Trompe la mort

Alexandre CLERISSE

Dargaud, 2009
64 pages. 14 euros



Un vieux monsieur un peu bourru, dur de la feuille, ravi par sa petite-fille et navré par ses contemporains, qui attend de mourir sans se presser mais sans rechigner non plus. Une demoiselle aux multiples piercings, de nez et d'oreille comme de collant d'ailleurs, avec plein d'idées généreuses et alternatives et une belle volonté, très convaincue d'avoir tout compris à la vie comme on peut l'être à vingt ans. Un maire très plein d'ambition personnelle et un peu moins de dévouement à ses administrés. Et toute une clique de gens qui tournent plus loin autour du clairon du jeune appelé de 1939, disparu un jour de juin (le clairon on ne sait où et le soldat en Allemagne).

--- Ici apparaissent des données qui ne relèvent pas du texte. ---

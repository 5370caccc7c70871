// Copyright (C) 2025 Vince Vasta
// SPDX-License-Identifier: Apache-2.0

//! Poker cards definitions.
use ahash::AHashMap;
use serde::{Deserialize, Serialize};
use std::{fmt, str::FromStr, sync::LazyLock};

/// Rank names used in card tokens.
static RANK_NAMES: LazyLock<AHashMap<&'static str, Rank>> =
    LazyLock::new(|| Rank::ranks().map(|rank| (rank.name(), rank)).collect());

/// Error returned when a card token cannot be parsed.
#[derive(Debug, Clone, PartialEq, Eq, thiserror::Error)]
#[error("invalid card token {token:?}")]
pub struct InvalidCardToken {
    /// The token that failed to parse.
    pub token: String,
}

/// A Poker card.
///
/// Cards are ordered by rank and then by suit, the suit order only makes the
/// ordering total and has no meaning when comparing hands.
#[derive(Clone, Copy, Eq, PartialEq, PartialOrd, Ord, Hash, Serialize, Deserialize)]
pub struct Card {
    rank: Rank,
    suit: Suit,
}

impl Card {
    /// Create a card given a suit and rank.
    pub const fn new(rank: Rank, suit: Suit) -> Card {
        Card { rank, suit }
    }

    /// Parses a card token like `10S`, `AH` or `2D`.
    ///
    /// The token is a rank name (`2`..`10`, `J`, `Q`, `K`, `A`) immediately
    /// followed by a suit symbol (`C`, `D`, `H`, `S`), both case sensitive.
    pub fn parse(token: &str) -> Result<Card, InvalidCardToken> {
        let invalid = || InvalidCardToken {
            token: token.to_string(),
        };

        let mut chars = token.chars();
        let suit = chars.next_back().and_then(Suit::from_symbol).ok_or_else(invalid)?;
        let rank = RANK_NAMES.get(chars.as_str()).copied().ok_or_else(invalid)?;

        Ok(Card::new(rank, suit))
    }

    /// Returns the card suit.
    pub fn suit(&self) -> Suit {
        self.suit
    }

    /// Returns the card rank.
    pub fn rank(&self) -> Rank {
        self.rank
    }
}

impl FromStr for Card {
    type Err = InvalidCardToken;

    fn from_str(s: &str) -> Result<Self, Self::Err> {
        Card::parse(s)
    }
}

/// Parses a sequence of card tokens, stops at the first invalid token.
pub fn parse_cards<'a, I>(tokens: I) -> Result<Vec<Card>, InvalidCardToken>
where
    I: IntoIterator<Item = &'a str>,
{
    tokens.into_iter().map(Card::parse).collect()
}

impl fmt::Display for Card {
    fn fmt(&self, f: &mut fmt::Formatter<'_>) -> fmt::Result {
        write!(f, "{}{}", self.rank, self.suit)
    }
}

impl fmt::Debug for Card {
    fn fmt(&self, f: &mut fmt::Formatter<'_>) -> fmt::Result {
        write!(f, "Card({}{})", self.rank, self.suit)
    }
}

/// Card rank.
#[derive(Debug, Clone, Copy, PartialEq, Eq, PartialOrd, Ord, Hash, Serialize, Deserialize)]
pub enum Rank {
    /// Deuce
    Deuce = 2,
    /// Trey
    Trey,
    /// Four
    Four,
    /// Five
    Five,
    /// Six
    Six,
    /// Seven
    Seven,
    /// Eight
    Eight,
    /// Nine
    Nine,
    /// Ten
    Ten,
    /// Jack
    Jack,
    /// Queen
    Queen,
    /// King
    King,
    /// Ace
    Ace,
}

impl Rank {
    /// Returns all ranks.
    pub fn ranks() -> impl DoubleEndedIterator<Item = Rank> {
        use Rank::*;
        [
            Deuce, Trey, Four, Five, Six, Seven, Eight, Nine, Ten, Jack, Queen, King, Ace,
        ]
        .into_iter()
    }

    /// The numeric rank value, from 2 for a deuce to 14 for an ace.
    #[inline]
    pub fn value(&self) -> u8 {
        *self as u8
    }

    /// The rank name used in card tokens.
    pub fn name(&self) -> &'static str {
        match self {
            Rank::Deuce => "2",
            Rank::Trey => "3",
            Rank::Four => "4",
            Rank::Five => "5",
            Rank::Six => "6",
            Rank::Seven => "7",
            Rank::Eight => "8",
            Rank::Nine => "9",
            Rank::Ten => "10",
            Rank::Jack => "J",
            Rank::Queen => "Q",
            Rank::King => "K",
            Rank::Ace => "A",
        }
    }
}

impl fmt::Display for Rank {
    fn fmt(&self, f: &mut fmt::Formatter<'_>) -> fmt::Result {
        f.write_str(self.name())
    }
}

/// Card suit.
#[derive(Debug, Copy, Clone, PartialEq, Eq, PartialOrd, Ord, Hash, Serialize, Deserialize)]
pub enum Suit {
    /// Clubs suit.
    Clubs,
    /// Diamonds suit.
    Diamonds,
    /// Hearts suit.
    Hearts,
    /// Spades suit.
    Spades,
}

impl Suit {
    /// Returns all suits.
    pub fn suits() -> impl DoubleEndedIterator<Item = Suit> {
        [Suit::Clubs, Suit::Diamonds, Suit::Hearts, Suit::Spades].into_iter()
    }

    /// The suit position in [Suit::suits], useful for indexing per suit arrays.
    #[inline]
    pub fn index(&self) -> usize {
        *self as usize
    }

    /// The suit symbol used in card tokens.
    pub fn symbol(&self) -> char {
        match self {
            Suit::Clubs => 'C',
            Suit::Diamonds => 'D',
            Suit::Hearts => 'H',
            Suit::Spades => 'S',
        }
    }

    /// Gets a suit from its symbol.
    pub fn from_symbol(symbol: char) -> Option<Suit> {
        match symbol {
            'C' => Some(Suit::Clubs),
            'D' => Some(Suit::Diamonds),
            'H' => Some(Suit::Hearts),
            'S' => Some(Suit::Spades),
            _ => None,
        }
    }
}

impl fmt::Display for Suit {
    fn fmt(&self, f: &mut fmt::Formatter<'_>) -> fmt::Result {
        write!(f, "{}", self.symbol())
    }
}

#[cfg(test)]
mod tests {
    use super::*;

    #[test]
    fn card_to_string() {
        let c = Card::new(Rank::King, Suit::Diamonds);
        assert_eq!(c.to_string(), "KD");

        let c = Card::new(Rank::Five, Suit::Spades);
        assert_eq!(c.to_string(), "5S");

        let c = Card::new(Rank::Jack, Suit::Clubs);
        assert_eq!(c.to_string(), "JC");

        let c = Card::new(Rank::Ten, Suit::Hearts);
        assert_eq!(c.to_string(), "10H");

        let c = Card::new(Rank::Ace, Suit::Hearts);
        assert_eq!(c.to_string(), "AH");
    }

    #[test]
    fn parse_tokens() {
        assert_eq!(Card::parse("10S"), Ok(Card::new(Rank::Ten, Suit::Spades)));
        assert_eq!(Card::parse("AH"), Ok(Card::new(Rank::Ace, Suit::Hearts)));
        assert_eq!(Card::parse("2D"), Ok(Card::new(Rank::Deuce, Suit::Diamonds)));
        assert_eq!("QC".parse::<Card>(), Ok(Card::new(Rank::Queen, Suit::Clubs)));

        let card = Card::parse("JS").unwrap();
        assert_eq!(card.rank().value(), 11);
        assert_eq!(card.suit(), Suit::Spades);
    }

    #[test]
    fn parse_invalid_tokens() {
        for token in ["", "S", "A", "10", "1S", "11H", "TS", "AX", "ah", "As", " AH", "AH ", "10SS"] {
            let err = Card::parse(token).unwrap_err();
            assert_eq!(err.token, token);
        }

        let err = Card::parse("ZZ").unwrap_err();
        assert_eq!(err.to_string(), "invalid card token \"ZZ\"");
    }

    #[test]
    fn parse_all_cards() {
        for suit in Suit::suits() {
            for rank in Rank::ranks() {
                let card = Card::new(rank, suit);
                assert_eq!(Card::parse(&card.to_string()), Ok(card));
            }
        }
    }

    #[test]
    fn parse_many() {
        let cards = parse_cards(["8S", "9S", "10S"]).unwrap();
        assert_eq!(
            cards,
            vec![
                Card::new(Rank::Eight, Suit::Spades),
                Card::new(Rank::Nine, Suit::Spades),
                Card::new(Rank::Ten, Suit::Spades),
            ]
        );

        let err = parse_cards("8S 9X 10S".split_whitespace()).unwrap_err();
        assert_eq!(err.token, "9X");
    }

    #[test]
    fn rank_values() {
        let values = Rank::ranks().map(|r| r.value()).collect::<Vec<_>>();
        assert_eq!(values, (2..=14).collect::<Vec<_>>());
        assert!(Rank::Ace > Rank::King);
    }

    #[test]
    fn card_ordering_by_rank_first() {
        let ace = Card::new(Rank::Ace, Suit::Clubs);
        let king = Card::new(Rank::King, Suit::Spades);
        assert!(ace > king);

        let ace_spades = Card::new(Rank::Ace, Suit::Spades);
        assert_ne!(ace, ace_spades);
        assert!(ace_spades > ace);
    }
}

Voilà une histoire que nous avons quasiment tous entendu sous des formes diverses, trentenaires qui avons eu la chance de voir revenir sauf un aïeul échappé par miracle à cette atroce moulinette à jeunes gens que fut la "grande guerre". Pour peu que le grand-père n'aie pas sombré dans un mutisme inébranlable, il aura versé pour beaucoup d'entre nous dans un radotage dont on a peine à comprendre, à dix ou vingt ans, ce qu'il recouvre d'énorme traumatisme. Alexandre Clérisse a choisi de faire de cette histoire personnelle d'il y a plus d'un demi-siècle maintenant une histoire d'aujourd'hui. Certaines choses changent, d'autres pas. Les femmes d'aujourd'hui se lancent dans l'aventure avec des petits trous partout qui symbolisent une certaine emprise sur leur destin. Elles chérissent toujours leurs vieilles têtes de bois par contre, et sortent leurs griffes pour les protéger d'un millénaire qui ne leur fait pas beaucoup de place si ce n'est pour les ériger avant l'heure en monolithes célébratifs du sacrifice patriotique. Et le vieux Marcel fait un papi ronchon parfait, acheteur de raclettes pour douze et de gourmandises sucrées pour une petite-fille qu'il ne voit pas grandir. On se laisse attendrir et révolter au fil des pages de ce récit très humain, suivant les péripéties de 2008 ou de 1939. Le dessin très naïf fait une petite coque tendre à cette noix un peu amère, un peu rassie qui fleure le "verbe d'antan". Une jolie réussite et un joli hommage.